MATERIAL TO PROCESS:

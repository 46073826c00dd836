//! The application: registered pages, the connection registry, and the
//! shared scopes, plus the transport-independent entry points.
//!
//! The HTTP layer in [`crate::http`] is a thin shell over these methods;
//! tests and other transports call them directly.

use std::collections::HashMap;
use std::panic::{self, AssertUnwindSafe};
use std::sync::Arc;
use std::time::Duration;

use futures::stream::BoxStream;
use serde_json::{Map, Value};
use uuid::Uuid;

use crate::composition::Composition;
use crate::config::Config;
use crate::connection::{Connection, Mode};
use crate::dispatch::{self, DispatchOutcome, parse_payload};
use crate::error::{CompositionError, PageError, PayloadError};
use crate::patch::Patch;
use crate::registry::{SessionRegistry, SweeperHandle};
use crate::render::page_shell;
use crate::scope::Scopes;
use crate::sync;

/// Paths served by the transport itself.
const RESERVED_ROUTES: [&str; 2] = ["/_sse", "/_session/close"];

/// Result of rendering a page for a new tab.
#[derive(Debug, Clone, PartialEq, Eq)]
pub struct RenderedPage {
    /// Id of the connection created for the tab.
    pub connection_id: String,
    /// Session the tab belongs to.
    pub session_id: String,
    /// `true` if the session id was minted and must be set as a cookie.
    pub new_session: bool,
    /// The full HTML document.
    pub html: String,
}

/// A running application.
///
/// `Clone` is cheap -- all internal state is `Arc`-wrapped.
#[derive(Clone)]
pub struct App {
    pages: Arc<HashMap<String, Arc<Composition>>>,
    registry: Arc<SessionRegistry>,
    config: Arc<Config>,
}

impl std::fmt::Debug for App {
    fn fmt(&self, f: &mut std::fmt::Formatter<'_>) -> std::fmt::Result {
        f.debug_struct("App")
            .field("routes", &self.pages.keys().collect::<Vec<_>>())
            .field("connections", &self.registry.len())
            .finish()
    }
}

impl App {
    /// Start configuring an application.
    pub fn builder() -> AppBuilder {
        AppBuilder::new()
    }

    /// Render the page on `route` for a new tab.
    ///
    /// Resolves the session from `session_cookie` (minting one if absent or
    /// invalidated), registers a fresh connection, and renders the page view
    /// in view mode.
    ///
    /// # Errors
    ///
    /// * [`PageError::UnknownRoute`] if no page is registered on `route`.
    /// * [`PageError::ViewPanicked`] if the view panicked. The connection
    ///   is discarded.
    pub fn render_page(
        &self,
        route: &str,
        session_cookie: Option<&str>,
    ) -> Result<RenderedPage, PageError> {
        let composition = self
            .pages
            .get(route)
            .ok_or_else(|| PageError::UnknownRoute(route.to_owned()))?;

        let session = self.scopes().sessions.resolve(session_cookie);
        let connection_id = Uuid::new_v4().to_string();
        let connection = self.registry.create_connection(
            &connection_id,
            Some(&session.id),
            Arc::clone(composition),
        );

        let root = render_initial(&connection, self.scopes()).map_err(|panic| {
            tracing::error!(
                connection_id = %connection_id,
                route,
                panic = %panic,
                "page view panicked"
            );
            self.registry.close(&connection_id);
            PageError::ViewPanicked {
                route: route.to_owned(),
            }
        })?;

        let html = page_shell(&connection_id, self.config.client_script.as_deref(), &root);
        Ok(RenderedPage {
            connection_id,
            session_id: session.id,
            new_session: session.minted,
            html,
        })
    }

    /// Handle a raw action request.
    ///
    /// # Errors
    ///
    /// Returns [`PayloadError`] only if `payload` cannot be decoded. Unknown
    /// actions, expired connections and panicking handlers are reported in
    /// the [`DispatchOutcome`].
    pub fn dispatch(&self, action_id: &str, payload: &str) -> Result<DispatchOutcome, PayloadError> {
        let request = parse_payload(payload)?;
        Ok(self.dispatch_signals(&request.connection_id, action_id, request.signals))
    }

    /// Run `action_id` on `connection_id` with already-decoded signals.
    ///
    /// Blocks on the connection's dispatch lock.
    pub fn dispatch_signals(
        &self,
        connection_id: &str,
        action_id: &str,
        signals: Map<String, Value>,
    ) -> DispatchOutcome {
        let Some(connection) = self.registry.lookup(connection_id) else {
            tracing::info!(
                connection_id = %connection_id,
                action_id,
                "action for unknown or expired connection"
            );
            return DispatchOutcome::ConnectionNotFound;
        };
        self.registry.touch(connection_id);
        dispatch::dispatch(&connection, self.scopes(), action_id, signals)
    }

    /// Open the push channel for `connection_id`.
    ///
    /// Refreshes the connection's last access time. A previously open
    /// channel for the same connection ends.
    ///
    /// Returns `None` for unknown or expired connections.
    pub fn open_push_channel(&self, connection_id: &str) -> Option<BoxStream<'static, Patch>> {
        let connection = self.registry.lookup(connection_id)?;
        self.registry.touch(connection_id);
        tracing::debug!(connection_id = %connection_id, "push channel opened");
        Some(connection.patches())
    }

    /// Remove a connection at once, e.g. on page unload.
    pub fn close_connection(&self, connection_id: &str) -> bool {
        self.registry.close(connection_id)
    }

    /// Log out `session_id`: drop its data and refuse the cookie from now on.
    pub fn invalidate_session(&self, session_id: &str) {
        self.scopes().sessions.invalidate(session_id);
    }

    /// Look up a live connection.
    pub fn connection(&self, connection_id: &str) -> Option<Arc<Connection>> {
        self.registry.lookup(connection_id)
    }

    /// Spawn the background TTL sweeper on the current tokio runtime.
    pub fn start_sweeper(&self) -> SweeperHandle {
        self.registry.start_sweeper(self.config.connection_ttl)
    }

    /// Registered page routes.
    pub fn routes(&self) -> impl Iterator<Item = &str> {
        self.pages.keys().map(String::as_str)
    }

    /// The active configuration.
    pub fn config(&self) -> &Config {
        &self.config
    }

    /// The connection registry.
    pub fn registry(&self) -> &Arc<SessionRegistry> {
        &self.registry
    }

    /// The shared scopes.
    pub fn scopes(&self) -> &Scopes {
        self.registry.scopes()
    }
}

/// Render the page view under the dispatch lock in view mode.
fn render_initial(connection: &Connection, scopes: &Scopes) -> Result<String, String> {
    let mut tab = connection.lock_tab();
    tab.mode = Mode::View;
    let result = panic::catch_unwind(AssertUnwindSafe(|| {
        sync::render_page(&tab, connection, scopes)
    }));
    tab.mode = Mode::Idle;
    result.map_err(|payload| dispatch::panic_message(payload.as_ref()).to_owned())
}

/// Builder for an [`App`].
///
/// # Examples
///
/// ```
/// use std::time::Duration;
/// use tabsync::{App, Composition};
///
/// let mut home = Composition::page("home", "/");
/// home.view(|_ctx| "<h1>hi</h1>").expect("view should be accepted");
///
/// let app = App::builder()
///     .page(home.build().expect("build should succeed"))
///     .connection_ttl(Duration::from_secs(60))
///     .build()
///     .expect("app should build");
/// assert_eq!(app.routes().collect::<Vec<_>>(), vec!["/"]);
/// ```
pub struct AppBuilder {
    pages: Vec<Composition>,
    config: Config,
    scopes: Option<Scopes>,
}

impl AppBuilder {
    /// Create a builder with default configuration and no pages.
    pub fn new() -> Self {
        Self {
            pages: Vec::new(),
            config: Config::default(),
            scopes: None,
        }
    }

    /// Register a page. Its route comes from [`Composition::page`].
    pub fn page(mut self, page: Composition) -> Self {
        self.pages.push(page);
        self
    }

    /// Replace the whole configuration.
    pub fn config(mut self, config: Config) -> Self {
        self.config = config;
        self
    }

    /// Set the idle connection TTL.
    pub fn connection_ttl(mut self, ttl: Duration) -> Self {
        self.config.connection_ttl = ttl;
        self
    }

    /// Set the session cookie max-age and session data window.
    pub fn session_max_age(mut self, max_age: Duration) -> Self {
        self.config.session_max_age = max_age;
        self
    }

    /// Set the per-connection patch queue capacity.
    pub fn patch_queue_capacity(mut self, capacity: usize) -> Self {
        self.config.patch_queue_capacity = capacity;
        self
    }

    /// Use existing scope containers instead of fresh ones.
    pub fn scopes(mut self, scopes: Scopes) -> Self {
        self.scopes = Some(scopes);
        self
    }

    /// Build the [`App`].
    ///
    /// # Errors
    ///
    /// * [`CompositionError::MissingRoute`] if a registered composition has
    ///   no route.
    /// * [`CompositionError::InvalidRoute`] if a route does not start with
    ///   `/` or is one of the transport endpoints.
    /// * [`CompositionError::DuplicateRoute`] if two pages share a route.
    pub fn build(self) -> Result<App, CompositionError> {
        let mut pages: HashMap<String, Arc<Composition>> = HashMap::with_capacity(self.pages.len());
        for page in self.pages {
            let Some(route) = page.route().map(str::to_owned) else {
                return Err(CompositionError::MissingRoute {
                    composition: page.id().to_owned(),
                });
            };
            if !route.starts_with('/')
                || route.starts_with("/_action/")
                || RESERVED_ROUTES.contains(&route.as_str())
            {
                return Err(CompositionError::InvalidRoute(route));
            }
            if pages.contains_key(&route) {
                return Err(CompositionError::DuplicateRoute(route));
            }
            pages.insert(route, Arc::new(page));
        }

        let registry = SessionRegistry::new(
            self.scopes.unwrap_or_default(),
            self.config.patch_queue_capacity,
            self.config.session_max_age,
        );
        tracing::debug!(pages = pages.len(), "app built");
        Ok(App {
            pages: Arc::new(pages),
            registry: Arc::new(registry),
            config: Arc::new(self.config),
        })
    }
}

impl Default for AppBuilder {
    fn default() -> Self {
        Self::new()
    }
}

EXERCISE GOAL:
From the records above, give again exactly the lines running from the line with "pub fn new()" to the line with "pub fn connection_ttl(mut", inclusive.

ANSWER BOX:
    pub fn new() -> Self {
        Self {
            pages: Vec::new(),
            config: Config::default(),
            scopes: None,
        }
    }

    /// Register a page. Its route comes from [`Composition::page`].
    pub fn page(mut self, page: Composition) -> Self {
        self.pages.push(page);
        self
    }

    /// Replace the whole configuration.
    pub fn config(mut self, config: Config) -> Self {
        self.config = config;
        self
    }

    /// Set the idle connection TTL.
    pub fn connection_ttl(mut self, ttl: Duration) -> Self {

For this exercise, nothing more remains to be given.